彼女は口元に手を当て、なにか考えこんでいるようだ。
「……ヤタラ様。よくお聞きください。」
ひどく深刻そうに彼女は口を開いた。
「ヤタラ・ヒトミ様。あなたは女性です。」
「な、え…?はい?」
俺は続ける言葉を失った。
「おそらく、配送担当の天使があなた様の魂を見失わっているうちに、あなた様の魂は男性の体に憑依してしまったのでしょう。このような例は珍しいのですが、魂の存在している肉体に霊体が憑依してしまった場合、記憶が混濁することがございます。」
「えっと、つまり…」
「ヤタラ様の魂は男性の魂と混ざり合った後、分離され、ご自身を男性だと誤認したままここまで運ばれてきてしまったのでしょう。」
アスモデウスはそう言うと、虚空に手を突っ込んだ。
そして、中からリモコンのような形の機械を取り出した。
「こちらは、魂の混濁度を測るための機械です。ちょっと失礼いたします。」
彼女は、それを俺に向ける。
彼女がボタンを押すと、一瞬の間の後、鈴の鳴るような音が鳴る。
「結果が出ました。どうやら、分離に失敗しているのは性別を誤認なさっているという点のみのようです。」
アスモデウスはそう言いつつ機械のモニターを見せてくる。
ただ、俺にはそこに書いてある数字の羅列は理解できない。
「比較的小さな規模でしたが、混濁期間が長かったせいで、分離するのが不可能なレベルに混じりあっています。」
なんということだ。
つまり、逆説的に考えれば、俺と魂が混じりあった男は自分を女だと思い込んでいるのだろう。
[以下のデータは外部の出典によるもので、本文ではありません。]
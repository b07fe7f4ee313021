//! Incremental request framing.
//!
//! Bytes accumulate in a [`ReadBuffer`]; [`Framer::advance`] is called after
//! every read and yields a [`Request`] once the head and the declared body
//! are both buffered. Bytes past the frame stay in the buffer for the next
//! request on the connection.

use crate::{
    errors::ErrorKind,
    http::{
        request::{Body, Request},
        types::{self, Header, Method, Version},
    },
    limits::ReqLimits,
};
use memchr::memmem;

/// Growable per-connection read buffer.
///
/// Capacity starts at `initial` and doubles when full, never past `ceiling`.
#[derive(Debug)]
pub(crate) struct ReadBuffer {
    buffer: Vec<u8>,
    len: usize,
    initial: usize,
    ceiling: usize,
}

impl ReadBuffer {
    #[inline]
    pub(crate) fn new(limits: &ReqLimits) -> Self {
        let ceiling = limits.buffer_ceiling().max(1);
        let initial = limits.initial_buffer.clamp(1, ceiling);

        Self {
            buffer: vec![0; initial],
            len: 0,
            initial,
            ceiling,
        }
    }

    #[cfg(test)]
    pub(crate) fn from<V: AsRef<[u8]>>(limits: &ReqLimits, value: V) -> Self {
        let mut buffer = Self::new(limits);
        let mut rest = value.as_ref();
        while !rest.is_empty() {
            let spare = buffer.spare().unwrap();
            let n = spare.len().min(rest.len());
            spare[..n].copy_from_slice(&rest[..n]);
            buffer.advance(n);
            rest = &rest[n..];
        }
        buffer
    }

    #[inline(always)]
    pub(crate) fn filled(&self) -> &[u8] {
        &self.buffer[..self.len]
    }

    #[inline(always)]
    pub(crate) fn len(&self) -> usize {
        self.len
    }

    #[cfg(test)]
    pub(crate) fn capacity(&self) -> usize {
        self.buffer.len()
    }

    /// Free space to read into, growing the buffer if it is full.
    pub(crate) fn spare(&mut self) -> Result<&mut [u8], ErrorKind> {
        if self.len == self.buffer.len() {
            if self.buffer.len() >= self.ceiling {
                return Err(ErrorKind::BodyTooLarge);
            }

            let new_len = self.buffer.len().saturating_mul(2).min(self.ceiling);
            self.buffer
                .try_reserve_exact(new_len - self.buffer.len())
                .map_err(|_| ErrorKind::OutOfMemory)?;
            self.buffer.resize(new_len, 0);

            tracing::trace!(capacity = new_len, "read buffer grown");
        }

        Ok(&mut self.buffer[self.len..])
    }

    #[inline(always)]
    pub(crate) fn advance(&mut self, n: usize) {
        self.len = (self.len + n).min(self.buffer.len());
    }

    /// Drops the first `n` bytes, keeping the rest at the front.
    #[inline]
    pub(crate) fn consume(&mut self, n: usize) {
        let n = n.min(self.len);
        self.buffer.copy_within(n..self.len, 0);
        self.len -= n;
    }

    /// Returns to the initial capacity, discarding any buffered bytes.
    #[inline]
    pub(crate) fn release(&mut self) {
        self.len = 0;
        if self.buffer.len() > self.initial {
            self.buffer = vec![0; self.initial];
        }
    }
}

// What is known once the head has been parsed.
#[derive(Debug)]
struct Head {
    request: Request,
    len: usize,
    content_length: usize,
    json: bool,
}

/// Request framing state for one connection.
#[derive(Debug)]
pub(crate) struct Framer {
    limits: ReqLimits,
    head: Option<Head>,
}

impl Framer {
    #[inline]
    pub(crate) fn new(limits: &ReqLimits) -> Self {
        Self {
            limits: limits.clone(),
            head: None,
        }
    }

    #[inline]
    pub(crate) fn reset(&mut self) {
        self.head = None;
    }

    /// Tries to complete a frame from the buffered bytes.
    ///
    /// `Ok(None)` means more bytes are needed. On `Ok(Some(_))` the frame is
    /// removed from the buffer.
    pub(crate) fn advance(&mut self, buffer: &mut ReadBuffer) -> Result<Option<Request>, ErrorKind> {
        if self.head.is_none() {
            let data = buffer.filled();

            let Some(pos) = memmem::find(data, b"\r\n\r\n") else {
                if data.len() > self.limits.header_size {
                    return Err(ErrorKind::HeadersTooLarge);
                }
                return Ok(None);
            };

            let len = pos + 4;
            if len > self.limits.header_size {
                return Err(ErrorKind::HeadersTooLarge);
            }

            self.head = Some(parse_head(&data[..pos], len, &self.limits)?);
        }

        let total = match &self.head {
            Some(head) => head.len + head.content_length,
            None => return Ok(None),
        };

        if buffer.len() < total {
            return Ok(None);
        }

        let Some(Head {
            mut request,
            len,
            json,
            ..
        }) = self.head.take()
        else {
            return Ok(None);
        };

        request.body = Body::classify(&buffer.filled()[len..total], json);
        buffer.consume(total);

        Ok(Some(request))
    }
}

fn parse_head(head: &[u8], len: usize, limits: &ReqLimits) -> Result<Head, ErrorKind> {
    let text = simdutf8::basic::from_utf8(head).map_err(|_| ErrorKind::InvalidEncoding)?;
    let mut lines = text.split("\r\n");

    let mut request = parse_request_line(lines.next().unwrap_or_default(), limits)?;
    let mut content_length = None;
    let mut json = false;

    for line in lines {
        if request.headers.len() >= limits.header_count {
            return Err(ErrorKind::TooManyHeaders);
        }

        let (name, value) = line.split_once(':').ok_or(ErrorKind::InvalidHeader)?;
        if name.is_empty() || name.contains(is_blank) {
            return Err(ErrorKind::InvalidHeader);
        }
        let value = value.trim_matches(is_blank);
        let header = Header::new(name, value);

        if header.is("content-length") {
            let parsed =
                types::slice_to_usize(value.as_bytes()).ok_or(ErrorKind::InvalidContentLength)?;

            match content_length {
                Some(previous) if previous != parsed => {
                    return Err(ErrorKind::ConflictingContentLength)
                }
                _ => {}
            }
            if parsed > limits.body_size {
                return Err(ErrorKind::BodyTooLarge);
            }

            content_length = Some(parsed);
        } else if header.is("transfer-encoding") {
            return Err(ErrorKind::UnsupportedTransferEncoding);
        } else if header.is("connection") {
            if let Some(keep_alive) = connection_intent(value) {
                request.keep_alive = keep_alive;
            }
        } else if header.is("content-type") {
            json = is_json_media_type(value);
        }

        request.headers.push(header);
    }

    request.content_length = content_length;

    Ok(Head {
        request,
        len,
        content_length: content_length.unwrap_or(0),
        json,
    })
}

fn parse_request_line(line: &str, limits: &ReqLimits) -> Result<Request, ErrorKind> {
    let mut parts = line.split(' ');

    let (Some(method), Some(target), Some(version), None) =
        (parts.next(), parts.next(), parts.next(), parts.next())
    else {
        return Err(ErrorKind::InvalidRequestLine);
    };
    if method.is_empty() || target.is_empty() || version.is_empty() {
        return Err(ErrorKind::InvalidRequestLine);
    }

    let version = Version::from_bytes(version.as_bytes())?;

    if !target.starts_with('/') {
        return Err(ErrorKind::InvalidUrl);
    }
    if target.len() > limits.url_size {
        return Err(ErrorKind::UriTooLong);
    }

    let method = Method::from_token(method)
        .ok_or_else(|| ErrorKind::UnknownMethod(target.to_owned()))?;

    Ok(Request::new(method, target.to_owned(), version))
}

#[inline(always)]
fn is_blank(c: char) -> bool {
    c == ' ' || c == '\t'
}

// `close` wins over `keep-alive` when a client sends both.
fn connection_intent(value: &str) -> Option<bool> {
    let mut intent = None;

    for token in value.split(',').map(str::trim) {
        if token.eq_ignore_ascii_case("close") {
            return Some(false);
        }
        if token.eq_ignore_ascii_case("keep-alive") {
            intent = Some(true);
        }
    }

    intent
}

fn is_json_media_type(value: &str) -> bool {
    let essence = value.split(';').next().unwrap_or_default().trim();

    essence.eq_ignore_ascii_case("application/json")
        || (essence.len() > 5
            && essence.is_char_boundary(essence.len() - 5)
            && essence[essence.len() - 5..].eq_ignore_ascii_case("+json"))
}
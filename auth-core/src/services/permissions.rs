//! Effective-permission resolution.
//!
//! Union of active direct grants and active group grants, minus active
//! denies. A deny always wins, even against a simultaneous direct grant.
//! Resolution is read-only and never cached inside tokens, so revocations
//! take effect on the very next check.

use std::collections::BTreeSet;
use std::sync::Arc;

use uuid::Uuid;

use crate::models::ADMIN_PERMISSION;
use crate::store::AccessStore;

use super::AuthError;

#[derive(Clone)]
pub struct PermissionEngine {
    access: Arc<dyn AccessStore>,
}

impl PermissionEngine {
    pub fn new(access: Arc<dyn AccessStore>) -> Self {
        Self { access }
    }

    pub fn access(&self) -> Arc<dyn AccessStore> {
        self.access.clone()
    }

    /// The full named permission set, for audit/display.
    pub async fn effective_permissions(
        &self,
        principal_id: Uuid,
    ) -> Result<BTreeSet<String>, AuthError> {
        let direct = self
            .access
            .direct_grants(principal_id)
            .await
            .map_err(AuthError::Storage)?;
        let from_groups = self
            .access
            .group_granted_permissions(principal_id)
            .await
            .map_err(AuthError::Storage)?;

        let denied: BTreeSet<&str> = direct
            .iter()
            .filter(|g| g.is_denied)
            .map(|g| g.permission.as_str())
            .collect();

        let mut effective: BTreeSet<String> = BTreeSet::new();
        for grant in direct.iter().filter(|g| !g.is_denied) {
            if !denied.contains(grant.permission.as_str()) {
                effective.insert(grant.permission.clone());
            }
        }
        for name in from_groups {
            if !denied.contains(name.as_str()) {
                effective.insert(name);
            }
        }
        Ok(effective)
    }

    /// Whether the principal holds the named permission. The `admin` sentinel
    /// satisfies every check.
    pub async fn has_permission(
        &self,
        principal_id: Uuid,
        permission: &str,
    ) -> Result<bool, AuthError> {
        let effective = self.effective_permissions(principal_id).await?;
        Ok(effective.contains(permission) || effective.contains(ADMIN_PERMISSION))
    }

    /// Whether the principal holds every permission in `required`.
    pub async fn has_all(
        &self,
        principal_id: Uuid,
        required: &[String],
    ) -> Result<bool, AuthError> {
        let effective = self.effective_permissions(principal_id).await?;
        if effective.contains(ADMIN_PERMISSION) {
            return Ok(true);
        }
        Ok(required.iter().all(|p| effective.contains(p)))
    }

    /// Fail with `insufficient_permissions` unless the principal holds any of
    /// the listed permissions.
    pub async fn require_any(
        &self,
        principal_id: Uuid,
        candidates: &[&str],
    ) -> Result<(), AuthError> {
        let effective = self.effective_permissions(principal_id).await?;
        if effective.contains(ADMIN_PERMISSION)
            || candidates.iter().any(|p| effective.contains(*p))
        {
            Ok(())
        } else {
            Err(AuthError::InsufficientPermissions)
        }
    }

    /// Group names the principal belongs to via active memberships.
    pub async fn groups(&self, principal_id: Uuid) -> Result<Vec<String>, AuthError> {
        self.access
            .group_names_for(principal_id)
            .await
            .map_err(AuthError::Storage)
    }

    /// Fail with `insufficient_groups` unless the principal is in every
    /// listed group.
    pub async fn require_groups(
        &self,
        principal_id: Uuid,
        required: &[&str],
    ) -> Result<(), AuthError> {
        let groups = self.groups(principal_id).await?;
        if required.iter().all(|r| groups.iter().any(|g| g == r)) {
            Ok(())
        } else {
            Err(AuthError::InsufficientGroups)
        }
    }
}
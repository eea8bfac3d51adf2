//! Redis adapter for the session store.
//!
//! Session records are stored as JSON under `authcore:session:<id>` with a
//! Redis TTL slightly past the record's own `expires_at`; a per-principal set
//! indexes sessions for revoke-all. The Redis TTL is hygiene only - liveness
//! is decided by the record fields, so a refreshed or revoked session behaves
//! correctly even before the key expires.

use async_trait::async_trait;
use chrono::{DateTime, Utc};
use redis::{aio::ConnectionManager, Client};
use uuid::Uuid;

use crate::models::Session;

use super::SessionStore;

const SESSION_KEY_PREFIX: &str = "authcore:session:";
const PRINCIPAL_KEY_PREFIX: &str = "authcore:principal:";

/// Keys linger this long past `expires_at` so a lazy expiry check can still
/// observe the record instead of a bare miss.
const EXPIRY_GRACE_SECONDS: i64 = 300;

#[derive(Clone)]
pub struct RedisSessionStore {
    manager: ConnectionManager,
}

impl RedisSessionStore {
    pub async fn connect(url: &str) -> Result<Self, anyhow::Error> {
        tracing::info!(url = %url, "Connecting to Redis session store");
        let client = Client::open(url)?;
        let manager = client.get_connection_manager().await.map_err(|e| {
            tracing::error!("Failed to get Redis connection manager: {}", e);
            anyhow::anyhow!("Failed to connect to Redis: {}", e)
        })?;
        Ok(Self { manager })
    }

    pub async fn health_check(&self) -> Result<(), anyhow::Error> {
        let mut conn = self.manager.clone();
        redis::cmd("PING")
            .query_async::<_, ()>(&mut conn)
            .await
            .map_err(|e| anyhow::anyhow!("Redis health check failed: {}", e))
    }

    fn session_key(session_id: &str) -> String {
        format!("{}{}", SESSION_KEY_PREFIX, session_id)
    }

    fn principal_key(principal_id: Uuid) -> String {
        format!("{}{}", PRINCIPAL_KEY_PREFIX, principal_id)
    }

    fn ttl_seconds(session: &Session) -> i64 {
        let remaining = (session.expires_at - Utc::now()).num_seconds();
        remaining.max(1) + EXPIRY_GRACE_SECONDS
    }

    async fn load(&self, session_id: &str) -> Result<Option<Session>, anyhow::Error> {
        let mut conn = self.manager.clone();
        let raw: Option<String> = redis::cmd("GET")
            .arg(Self::session_key(session_id))
            .query_async(&mut conn)
            .await
            .map_err(|e| anyhow::anyhow!("Failed to read session: {}", e))?;
        raw.map(|s| {
            serde_json::from_str(&s).map_err(|e| anyhow::anyhow!("Corrupt session record: {}", e))
        })
        .transpose()
    }

    /// Write back an updated record, preserving the existing key TTL.
    async fn store_keepttl(&self, session: &Session) -> Result<(), anyhow::Error> {
        let mut conn = self.manager.clone();
        let raw = serde_json::to_string(session)?;
        redis::cmd("SET")
            .arg(Self::session_key(&session.id))
            .arg(raw)
            .arg("KEEPTTL")
            .query_async::<_, ()>(&mut conn)
            .await
            .map_err(|e| anyhow::anyhow!("Failed to write session: {}", e))
    }

    async fn update<F>(&self, session_id: &str, mutate: F) -> Result<(), anyhow::Error>
    where
        F: FnOnce(&mut Session),
    {
        if let Some(mut session) = self.load(session_id).await? {
            mutate(&mut session);
            self.store_keepttl(&session).await?;
        }
        Ok(())
    }
}

#[async_trait]
impl SessionStore for RedisSessionStore {
    async fn get(&self, session_id: &str) -> Result<Option<Session>, anyhow::Error> {
        self.load(session_id).await
    }

    async fn insert(&self, session: &Session) -> Result<(), anyhow::Error> {
        let mut conn = self.manager.clone();
        let raw = serde_json::to_string(session)?;

        redis::cmd("SET")
            .arg(Self::session_key(&session.id))
            .arg(raw)
            .arg("EX")
            .arg(Self::ttl_seconds(session))
            .query_async::<_, ()>(&mut conn)
            .await
            .map_err(|e| anyhow::anyhow!("Failed to write session: {}", e))?;

        redis::cmd("SADD")
            .arg(Self::principal_key(session.principal_id))
            .arg(&session.id)
            .query_async::<_, ()>(&mut conn)
            .await
            .map_err(|e| anyhow::anyhow!("Failed to index session: {}", e))
    }

    async fn touch_activity(
        &self,
        session_id: &str,
        at: DateTime<Utc>,
    ) -> Result<(), anyhow::Error> {
        self.update(session_id, |s| s.last_activity = at).await
    }

    async fn set_expiry(
        &self,
        session_id: &str,
        expires_at: DateTime<Utc>,
    ) -> Result<(), anyhow::Error> {
        if let Some(mut session) = self.load(session_id).await? {
            session.expires_at = expires_at;
            let mut conn = self.manager.clone();
            let raw = serde_json::to_string(&session)?;
            redis::cmd("SET")
                .arg(Self::session_key(session_id))
                .arg(raw)
                .arg("EX")
                .arg(Self::ttl_seconds(&session))
                .query_async::<_, ()>(&mut conn)
                .await
                .map_err(|e| anyhow::anyhow!("Failed to refresh session: {}", e))?;
        }
        Ok(())
    }

    async fn deactivate(&self, session_id: &str) -> Result<(), anyhow::Error> {
        self.update(session_id, |s| s.is_active = false).await
    }

    async fn deactivate_all_for(&self, principal_id: Uuid) -> Result<u64, anyhow::Error> {
        let mut conn = self.manager.clone();
        let session_ids: Vec<String> = redis::cmd("SMEMBERS")
            .arg(Self::principal_key(principal_id))
            .query_async(&mut conn)
            .await
            .map_err(|e| anyhow::anyhow!("Failed to list principal sessions: {}", e))?;

        let mut count = 0u64;
        for session_id in session_ids {
            if let Some(mut session) = self.load(&session_id).await? {
                if session.is_active {
                    session.is_active = false;
                    self.store_keepttl(&session).await?;
                    count += 1;
                }
            }
        }
        Ok(count)
    }

    async fn flag_suspicious(&self, session_id: &str) -> Result<(), anyhow::Error> {
        self.update(session_id, |s| s.is_suspicious = true).await
    }

    async fn cleanup_expired(&self, _now: DateTime<Utc>) -> Result<u64, anyhow::Error> {
        // Redis evicts expired keys itself; nothing to sweep.
        Ok(0)
    }
}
「申し訳ございません。亡くなったグランドドラゴン様は、性別管理もなさっていたので、元の性別認識に戻すことは現状不可能です…。」
非常に申し訳なさそうに頭を下げるアスモデウスの顔は、もはや絶望に彩られている。
そうか、よく考えたら、俺は、女性の肉体に、自分のことを男性だと勘違いした女性の精神が宿ってる状態なのか。
道理で股の間が軽いはずだ。
俺と魂が混じりあった男のことを考える前に、自分のことを考えることを忘れる程度には混乱している。
もはや、混乱しすぎてアスモデウスの言葉がすんなりと頭に入ってくる。
女性経験がないのにも無理はなかったんだなぁ…。